Zak Mir – Global markets special & the meaning of Marubozo

3 mins. to read

It has been quite a week from my perspective as far as the major indices have been concerned, at least  as far as trying to make an accurate call on their price action. Why is there a particular problem at the moment?

Could the fact that equity indices are now sufficiently off their highs of 2013 be presenting yet another opportunity of a dip to buy into?. Many are equally asking the question that as we approach the “Sell In May” period, is being short, finally, the more comfortable stance? When you add in the cruelty heaped upon the ‘gold bugs’ this last few weeks with the de facto crash in Gold and other mining stocks , it is not an easy decision to want to get involved on the long side given the drag that the precious (and not so precious) metals could still have on indices.

But if the markets can be described as a game of chess , one where you are obliged to plan your strategy many moves in advance, it can be said that the focus as far as I am concerned, certainly  from Monday’s close on the Dow, that the ‘move’s now is just how far are the UK & US markets set to decline in the weeks ahead?

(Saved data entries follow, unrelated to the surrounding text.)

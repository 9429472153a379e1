//! Movement configuration and constants

use serde::{Deserialize, Serialize};

/// Movement configuration
#[derive(Debug, Clone, Serialize, Deserialize)]
pub struct MovementConfig {
    /// Walking speed in meters per second
    pub walk_speed: f32,
    /// Running speed in meters per second
    pub run_speed: f32,
    /// Upward impulse applied on a grounded jump (N*s)
    pub jump_force: f32,
    /// Turn rate while standing still, degrees per second
    pub stationary_turn_speed: f32,
    /// Turn rate while moving, degrees per second
    pub moving_turn_speed: f32,
}

impl Default for MovementConfig {
    fn default() -> Self {
        Self {
            walk_speed: 2.0,
            run_speed: 5.0,
            jump_force: 350.0,
            stationary_turn_speed: 180.0,
            moving_turn_speed: 360.0,
        }
    }
}

impl MovementConfig {
    /// Turn rate in radians per second, blended by how much of the input
    /// pushes forward (0 = turning on the spot, 1 = full stride)
    pub fn turn_rate(&self, forward_amount: f32) -> f32 {
        let t = forward_amount.abs().clamp(0.0, 1.0);
        let degrees = self.stationary_turn_speed
            + (self.moving_turn_speed - self.stationary_turn_speed) * t;
        degrees.to_radians()
    }
}
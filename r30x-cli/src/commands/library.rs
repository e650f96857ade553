//! Template library commands: count, enroll, search, delete and clear.

use {
    super::{status, wait_for_finger, wait_for_removal, with_session},
    crate::{Cli, CliError, config::Config},
    anyhow::{Context, Result, bail},
    console::style,
    dialoguer::{Confirm, theme::ColorfulTheme},
    r30x::{CharBuffer, ConfirmationCode, Error as SensorError},
    std::io::IsTerminal,
};

/// Count command implementation.
pub(crate) fn cmd_count(cli: &Cli, config: &Config) -> Result<()> {
    let (count, size) = with_session(cli, config, |session, params| {
        Ok((session.template_count()?, params.library_size))
    })?;
    status(cli, style("ℹ").blue(), &format!("{count} of {size} locations used"));
    println!("{count}");
    Ok(())
}

/// Enroll command implementation.
pub(crate) fn cmd_enroll(cli: &Cli, config: &Config, location: u16) -> Result<()> {
    with_session(cli, config, |session, params| {
        if location == 0 || location > params.library_size {
            return Err(CliError::Usage(format!(
                "location {location} is outside 1..={}",
                params.library_size
            ))
            .into());
        }

        wait_for_finger(cli, session)?;
        session
            .image_to_character(CharBuffer::One)
            .context("Failed to extract features from the first image")?;
        wait_for_removal(cli, session)?;

        wait_for_finger(cli, session)?;
        session
            .image_to_character(CharBuffer::Two)
            .context("Failed to extract features from the second image")?;

        match session.generate_template() {
            Err(SensorError::Device(ConfirmationCode::MergeFailed)) => {
                bail!("The two captures do not belong to the same finger")
            },
            other => other.context("Failed to build the template")?,
        }
        session
            .save_template(CharBuffer::One, location)
            .with_context(|| format!("Failed to store the template at location {location}"))?;
        Ok(())
    })?;

    status(
        cli,
        style("✓").green().bold(),
        &format!("Enrolled finger at location {location}"),
    );
    Ok(())
}

/// Search command implementation.
pub(crate) fn cmd_search(cli: &Cli, config: &Config) -> Result<()> {
    let found = with_session(cli, config, |session, _| {
        wait_for_finger(cli, session)?;
        session
            .image_to_character(CharBuffer::One)
            .context("Failed to extract features")?;
        let size = session.state().template_count;
        match session.high_speed_search(CharBuffer::One, 1, size) {
            Ok(found) => Ok(Some(found)),
            Err(SensorError::Device(ConfirmationCode::NotFound)) => Ok(None),
            Err(e) => Err(e).context("Search failed"),
        }
    })?;

    match found {
        Some(found) => {
            status(
                cli,
                style("✓").green().bold(),
                &format!("Match at location {} (score {})", found.location, found.score),
            );
            println!("{} {}", found.location, found.score);
            Ok(())
        },
        None => bail!("No matching fingerprint"),
    }
}

/// Delete command implementation.
pub(crate) fn cmd_delete(cli: &Cli, config: &Config, start: u16, count: u16) -> Result<()> {
    with_session(cli, config, |session, _| {
        session.delete_templates(start, count)?;
        Ok(())
    })?;
    status(
        cli,
        style("✓").green().bold(),
        &format!("Deleted {count} template(s) from location {start}"),
    );
    Ok(())
}

/// Clear command implementation.
pub(crate) fn cmd_clear(cli: &Cli, config: &Config, yes: bool) -> Result<()> {
    if !yes {
        confirm_clear(cli)?;
    }
    with_session(cli, config, |session, _| {
        session.clear_library()?;
        Ok(())
    })?;
    status(cli, style("✓").green().bold(), "Library cleared");
    Ok(())
}

fn confirm_clear(cli: &Cli) -> Result<()> {
    if cli.non_interactive || !std::io::stdin().is_terminal() {
        return Err(CliError::Usage("refusing to clear the library without --yes".to_string()).into());
    }
    let confirmed = Confirm::with_theme(&ColorfulTheme::default())
        .with_prompt("Delete every stored fingerprint?")
        .default(false)
        .interact_opt()
        .map_err(|e| CliError::Cancelled(e.to_string()))?
        .unwrap_or(false);
    if confirmed {
        Ok(())
    } else {
        Err(CliError::Cancelled("clear cancelled".to_string()).into())
    }
}
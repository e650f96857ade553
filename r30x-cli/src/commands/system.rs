//! Module settings and utility commands.

use {
    super::{status, with_session},
    crate::{Cli, config::Config},
    anyhow::Result,
    console::style,
};

/// Random command implementation.
pub(crate) fn cmd_random(cli: &Cli, config: &Config) -> Result<()> {
    let value = with_session(cli, config, |session, _| Ok(session.random_number()?))?;
    println!("{value:08X}");
    Ok(())
}

/// Set-security command implementation.
pub(crate) fn cmd_set_security(cli: &Cli, config: &Config, level: u8) -> Result<()> {
    let previous = with_session(cli, config, |session, params| {
        session.set_security_level(level)?;
        Ok(params.security_level)
    })?;
    status(
        cli,
        style("✓").green().bold(),
        &format!("Security level changed from {previous} to {level}"),
    );
    Ok(())
}
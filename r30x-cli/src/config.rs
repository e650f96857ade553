//! Configuration file support for r30x.
//!
//! Configuration is loaded from multiple sources with the following priority (highest first):
//! 1. Command-line arguments
//! 2. Environment variables (R30X_*)
//! 3. Local config file (./r30x.toml)
//! 4. Global config file (~/.config/r30x/config.toml)

use {
    directories::ProjectDirs,
    log::{debug, warn},
    r30x::UsbId,
    serde::{Deserialize, Serialize},
    std::{
        fs,
        path::{Path, PathBuf},
    },
};

/// Local configuration file name.
const LOCAL_CONFIG: &str = "r30x.toml";

/// Connection configuration.
#[derive(Debug, Clone, Default, Serialize, Deserialize)]
pub struct ConnectionConfig {
    /// Preferred serial port (e.g., "/dev/ttyUSB0" or "COM3").
    pub serial: Option<String>,
    /// Baud rate the module is configured for.
    pub baud: Option<u32>,
    /// Module address.
    pub address: Option<u32>,
    /// Handshake password.
    pub password: Option<u32>,
    /// Reply timeout in milliseconds.
    pub timeout_ms: Option<u64>,
}

/// Main configuration structure.
#[derive(Debug, Clone, Default, Serialize, Deserialize)]
pub struct Config {
    /// Connection settings.
    #[serde(default)]
    pub connection: ConnectionConfig,
    /// USB adapters to treat as known sensor bridges.
    #[serde(default)]
    pub usb_device: Vec<UsbId>,
}

impl Config {
    /// Load configuration from all available sources.
    pub fn load() -> Self {
        let mut config = Self::default();

        if let Some(global_path) = Self::global_config_path() {
            if let Some(global_config) = Self::load_from_file(&global_path) {
                debug!("Loaded global config from {}", global_path.display());
                config.merge(global_config);
            }
        }

        // Local config overrides global
        if let Some(local_config) = Self::load_from_file(Path::new(LOCAL_CONFIG)) {
            debug!("Loaded local config from {LOCAL_CONFIG}");
            config.merge(local_config);
        }

        config
    }

    /// Load configuration from a specific file path (--config flag).
    pub fn load_from_path(path: &Path) -> Self {
        if let Some(config) = Self::load_from_file(path) {
            debug!("Loaded config from {}", path.display());
            config
        } else {
            warn!(
                "Could not load config from {}, using defaults",
                path.display()
            );
            Self::default()
        }
    }

    fn load_from_file(path: &Path) -> Option<Self> {
        if !path.exists() {
            return None;
        }

        match fs::read_to_string(path) {
            Ok(content) => match toml::from_str(&content) {
                Ok(config) => Some(config),
                Err(e) => {
                    warn!("Failed to parse config file {}: {}", path.display(), e);
                    None
                },
            },
            Err(e) => {
                warn!("Failed to read config file {}: {}", path.display(), e);
                None
            },
        }
    }

    /// Get the global configuration directory.
    pub fn global_config_dir() -> Option<PathBuf> {
        ProjectDirs::from("", "", "r30x").map(|dirs| dirs.config_dir().to_path_buf())
    }

    /// Get the global configuration file path.
    pub fn global_config_path() -> Option<PathBuf> {
        Self::global_config_dir().map(|dir| dir.join("config.toml"))
    }

    /// Merge another config into this one.
    fn merge(&mut self, other: Self) {
        let conn = other.connection;
        if conn.serial.is_some() {
            self.connection.serial = conn.serial;
        }
        if conn.baud.is_some() {
            self.connection.baud = conn.baud;
        }
        if conn.address.is_some() {
            self.connection.address = conn.address;
        }
        if conn.password.is_some() {
            self.connection.password = conn.password;
        }
        if conn.timeout_ms.is_some() {
            self.connection.timeout_ms = conn.timeout_ms;
        }
        for device in other.usb_device {
            if !self.usb_device.contains(&device) {
                self.usb_device.push(device);
            }
        }
    }
}
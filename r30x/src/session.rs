//! Session state and the command round-trip.
//!
//! A [`Session`] borrows a [`Port`] exclusively and owns the
//! [`SessionState`] of the module behind it. Every command goes through
//! [`Session::invoke`]:
//!
//! ```text
//! Idle ──> Sending ──> AwaitingResponse ──┬──> Done    (Ack received)
//!                 │                       └──> Failed  (timeout, bad frame)
//!                 └──────────────────────────> Failed  (transport error)
//! ```
//!
//! A failed round-trip is never re-sent automatically.

use std::time::Duration;

use log::{debug, trace};

use crate::confirm::ConfirmationCode;
use crate::error::{Error, ProtocolError, Result};
use crate::port::{DEFAULT_BAUD, Port};
use crate::protocol::packet::{DEFAULT_ADDRESS, MAX_PAYLOAD_LEN, PacketType, encode_command};
use crate::protocol::receiver::{FrameReceiver, ReceiveMode, ReceiverConfig};
use crate::protocol::stream;

/// Receive timeout used by commands without a specific one.
pub const DEFAULT_TIMEOUT: Duration = Duration::from_millis(1000);

/// Factory password.
pub const DEFAULT_PASSWORD: u32 = 0x0000_0000;

/// Factory security level.
pub const DEFAULT_SECURITY_LEVEL: u16 = 3;

/// Factory data packet size in bytes.
pub const DEFAULT_CHUNK_SIZE: u16 = 128;

/// What the host knows about the module.
#[derive(Debug, Clone, PartialEq, Eq)]
#[cfg_attr(feature = "serde", derive(serde::Serialize, serde::Deserialize))]
pub struct SessionState {
    /// Module address.
    pub address: u32,
    /// Password last verified or set.
    pub password: u32,
    /// Baud rate of the link.
    pub baud_rate: u32,
    /// Matching threshold, 1 to 5.
    pub security_level: u16,
    /// Data packet size: 32, 64, 128 or 256.
    pub payload_chunk_size: u16,
    /// Size of the finger library as reported by the module.
    pub template_count: u16,
    /// Confirmation code of the last acknowledgement.
    pub last_confirmation_code: u8,
    /// Location reported by the last search, 1-based; 0 when nothing matched.
    pub last_finger_id: u16,
    /// Score reported by the last match or search.
    pub last_match_score: u16,
}

impl Default for SessionState {
    fn default() -> Self {
        Self {
            address: DEFAULT_ADDRESS,
            password: DEFAULT_PASSWORD,
            baud_rate: DEFAULT_BAUD,
            security_level: DEFAULT_SECURITY_LEVEL,
            payload_chunk_size: DEFAULT_CHUNK_SIZE,
            template_count: 0,
            last_confirmation_code: 0,
            last_finger_id: 0,
            last_match_score: 0,
        }
    }
}

impl SessionState {
    /// Factory defaults with a specific module address.
    pub fn with_address(address: u32) -> Self {
        Self {
            address,
            ..Self::default()
        }
    }
}

/// Progress of the most recent round-trip.
#[derive(Debug, Clone, Copy, PartialEq, Eq, Default)]
pub enum Phase {
    /// No command has been issued yet.
    #[default]
    Idle,
    /// Writing the command frame.
    Sending,
    /// Waiting for the acknowledgement.
    AwaitingResponse,
    /// An acknowledgement was received.
    Done,
    /// The round-trip ended with an error.
    Failed,
}

/// Decoded acknowledgement.
#[derive(Debug, Clone, PartialEq, Eq)]
pub struct Response {
    /// Confirmation code.
    pub code: ConfirmationCode,
    /// Data following the confirmation code.
    pub data: Vec<u8>,
}

impl Response {
    /// Whether the module reported success.
    pub fn is_success(&self) -> bool {
        self.code.is_success()
    }

    /// The data on success, [`Error::Device`] otherwise.
    pub fn into_result(self) -> Result<Vec<u8>> {
        if self.is_success() {
            Ok(self.data)
        } else {
            Err(Error::Device(self.code))
        }
    }
}

/// Command session with one module.
pub struct Session<'a, P: Port + ?Sized> {
    pub(crate) port: &'a mut P,
    pub(crate) state: SessionState,
    receiver: ReceiverConfig,
    timeout: Duration,
    phase: Phase,
}

impl<'a, P: Port + ?Sized> Session<'a, P> {
    /// Create a session with factory defaults.
    pub fn new(port: &'a mut P) -> Self {
        Self::with_state(port, SessionState::default())
    }

    /// Create a session with a known state.
    pub fn with_state(port: &'a mut P, state: SessionState) -> Self {
        Self {
            port,
            state,
            receiver: ReceiverConfig::default(),
            timeout: DEFAULT_TIMEOUT,
            phase: Phase::Idle,
        }
    }

    /// Use custom polling parameters for every receive.
    #[must_use]
    pub fn with_receiver_config(mut self, config: ReceiverConfig) -> Self {
        self.receiver = config;
        self
    }

    /// Change the default receive timeout.
    #[must_use]
    pub fn with_timeout(mut self, timeout: Duration) -> Self {
        self.timeout = timeout;
        self
    }

    /// Current state.
    pub fn state(&self) -> &SessionState {
        &self.state
    }

    /// Consume the session, returning its state.
    pub fn into_state(self) -> SessionState {
        self.state
    }

    /// Phase of the most recent round-trip.
    pub fn phase(&self) -> Phase {
        self.phase
    }

    /// Confirmation code of the last acknowledgement.
    pub fn last_confirmation_code(&self) -> ConfirmationCode {
        ConfirmationCode::from(self.state.last_confirmation_code)
    }

    /// Default receive timeout.
    pub fn timeout(&self) -> Duration {
        self.timeout
    }

    /// Name of the underlying port.
    pub fn port_name(&self) -> &str {
        self.port.name()
    }

    /// Send one command and wait for its acknowledgement.
    ///
    /// A non-zero confirmation code is not an error here; it is returned in
    /// the [`Response`] for the caller to interpret.
    pub fn invoke(&mut self, opcode: u8, params: &[u8], timeout: Duration) -> Result<Response> {
        if params.len() >= MAX_PAYLOAD_LEN {
            return Err(Error::InvalidArgument(format!(
                "{} parameter bytes do not fit in one frame",
                params.len()
            )));
        }

        let result = self.round_trip(opcode, params, timeout);
        self.phase = match result {
            Ok(_) => Phase::Done,
            Err(_) => Phase::Failed,
        };
        result
    }

    fn round_trip(&mut self, opcode: u8, params: &[u8], timeout: Duration) -> Result<Response> {
        let address = self.state.address;

        self.phase = Phase::Sending;
        let frame = encode_command(address, opcode, params);
        trace!("-> {frame:02X?}");
        self.port
            .write_all(&frame, timeout)?;

        self.phase = Phase::AwaitingResponse;
        let reply = FrameReceiver::with_config(&mut *self.port, self.receiver).receive(
            address,
            ReceiveMode::Response,
            timeout,
        )?;
        if reply.packet_type != PacketType::Ack {
            return Err(ProtocolError::UnexpectedType(reply.packet_type.into()).into());
        }

        let code = reply
            .confirmation()
            .unwrap_or_default();
        self.state.last_confirmation_code = code;
        let code = ConfirmationCode::from(code);
        debug!("Command 0x{opcode:02X}: {code}");

        Ok(Response {
            code,
            data: reply.body().to_vec(),
        })
    }

    /// Invoke a command and turn a non-success code into [`Error::Device`].
    pub(crate) fn execute(&mut self, opcode: u8, params: &[u8], timeout: Duration) -> Result<Vec<u8>> {
        self.invoke(opcode, params, timeout)?
            .into_result()
    }

    /// Invoke with the session timeout.
    pub(crate) fn execute_default(&mut self, opcode: u8, params: &[u8]) -> Result<Vec<u8>> {
        self.execute(opcode, params, self.timeout)
    }

    /// Collect a Data/EndData run sent by the module.
    pub(crate) fn receive_stream<F>(&mut self, capacity: usize, progress: F) -> Result<Vec<u8>>
    where
        F: FnMut(usize),
    {
        let mut receiver = FrameReceiver::with_config(&mut *self.port, self.receiver);
        stream::receive_stream(&mut receiver, self.state.address, capacity, self.timeout, progress)
    }

    /// Upload data to the module in session-sized chunks.
    pub(crate) fn send_stream(&mut self, data: &[u8]) -> Result<()> {
        stream::send_stream(
            &mut *self.port,
            self.state.address,
            data,
            usize::from(self.state.payload_chunk_size),
            self.timeout,
        )
    }
}
//! System parameter and port listing command implementations.

use {
    super::with_session,
    crate::{Cli, config::Config},
    anyhow::Result,
    console::style,
    r30x::{DetectedPort, SystemParameters, auto_detect_port, detect_ports},
};

/// Info command implementation.
pub(crate) fn cmd_info(cli: &Cli, config: &Config, json: bool) -> Result<()> {
    let (port, params) = with_session(cli, config, |session, params| {
        Ok((session.port_name().to_string(), params.clone()))
    })?;

    if json {
        let output = serde_json::json!({
            "port": port,
            "baud_rate": params.baud_rate(),
            "packet_size": params.packet_size(),
            "busy": params.is_busy(),
            "password_verified": params.is_password_verified(),
            "parameters": params,
        });
        println!("{}", serde_json::to_string_pretty(&output)?);
        return Ok(());
    }

    print_parameters(&port, &params);
    Ok(())
}

fn print_parameters(port: &str, params: &SystemParameters) {
    println!("{}", style("Sensor").bold().underlined());
    println!("  Port:           {port}");
    if let Some(name) = &params.device_name {
        println!("  Product:        {name}");
    }
    println!("  Address:        {:08X}", params.address);
    println!("  System ID:      {:04X}", params.system_id);
    println!("  Library size:   {}", params.library_size);
    println!("  Security level: {}", params.security_level);
    match params.packet_size() {
        Some(size) => println!("  Packet size:    {size} bytes"),
        None => println!(
            "  Packet size:    unknown (code {})",
            params.packet_size_code
        ),
    }
    println!("  Baud rate:      {}", params.baud_rate());
    println!(
        "  Status:         {:04X}{}",
        params.status_register,
        if params.is_busy() { " (busy)" } else { "" }
    );
}

/// List ports command implementation.
pub(crate) fn cmd_list_ports(config: &Config, json: bool) -> Result<()> {
    let detected = detect_ports(&config.usb_device);

    if json {
        println!("{}", serde_json::to_string_pretty(&detected)?);
        return Ok(());
    }

    eprintln!("{}", style("Serial ports").bold().underlined());

    if detected.is_empty() {
        eprintln!("  {}", style("No serial ports found").dim());
        return Ok(());
    }

    for port in &detected {
        eprintln!("  {} {}", style("•").green(), port_label(port));
    }

    if let Ok(auto_port) = auto_detect_port(&config.usb_device) {
        eprintln!(
            "\n{} Auto-detected: {}",
            style("→").green().bold(),
            style(&auto_port.name).cyan().bold()
        );
    }
    Ok(())
}

fn port_label(port: &DetectedPort) -> String {
    let device = if port.device.is_known() {
        format!(" [{}]", style(port.device.name()).yellow())
    } else {
        String::new()
    };
    let usb = port
        .usb
        .map(|id| format!(" ({:04X}:{:04X})", id.vid, id.pid))
        .unwrap_or_default();
    let product = port
        .product
        .as_ref()
        .map(|p| format!(" - {}", style(p).dim()))
        .unwrap_or_default();
    format!("{}{device}{usb}{product}", style(&port.name).cyan())
}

To me, last Mondays price action on the Dow delivered no less than three simultaneous sell signals. The first was that it was the end of day close back below the initial 14,684 high of April. The second that a December RSI uptrend line was broken at 55 and the third, being the most important, this was the daily candle which was a near perfect Marubozo, i.e. the open was the high, and the close was less than half a point off the low – which is one of the deadliest  of sell signals. To give you an idea of how this worked recently on the FTSE 100, April 3 delivered a near perfect Marubozo of its own and it promptly fell 200 points in just 2 sessions and has thus far been unable to claw back the 6,420 close of that day.

With the Dow it has been somewhat different, with Tuesday registering a swift 157 point rebound and so contrasting with Monday’s 266 point fall. I found this suspicious, remembering that consecutive Marubozo candles spell danger and indeed severe danger when the floor of the first candle in the sequence is broken.  It looks like the PPP (plunge protection team) rode to the rescue again… The key level to what for here is a break of the 14350-400 level – if this is penetrated then we are looking at a sharp  move down to the late 13,000’s. Only an end of close move back above 14700 will negate the picture and take us back towards new nominal highs

Moving onto the S&P, which is very often a good way of checking to see whether a signal on the Dow appears valid. We had Thursday’s session serve up a double bear trap rebound: breaking temporarily both the March 1,538 and April 1,539 intraday lows via a 1,536 intraday low. The trade now following Fridays price action is to go long, with a stop at an end of day close back below the 1,536 level. But I find myself leaning towards short tack, at least while there is no break back above the Monday 1,552-5 floor. The fact that the RSI is at 44 and significantly below the neutral 50 level backs the idea that even if the S&P manages to rehabilitate itself, we have further downside to explore towards the February 1,530 peak.

Perhaps the most puzzling of the three equity benchmarks I am looking at today is actually the FTSE 100. You might have thought that with its gang of dodgy central Asian mining companies weighing it down after the plunge in precious metals prices we would have seen the 2 month support zone at 6,220 melt away like butter. Instead, the impression given is that we have solid support here even though the chart pattern since the beginning of February consists of a head & shoulders, or more accurately a head & double shoulder reversal pattern. Therefore while I concede that 6,220 may not be broken on a sustained basis, if it does, the downside could be painful and so usher in a retest of the key psychological 6000 level.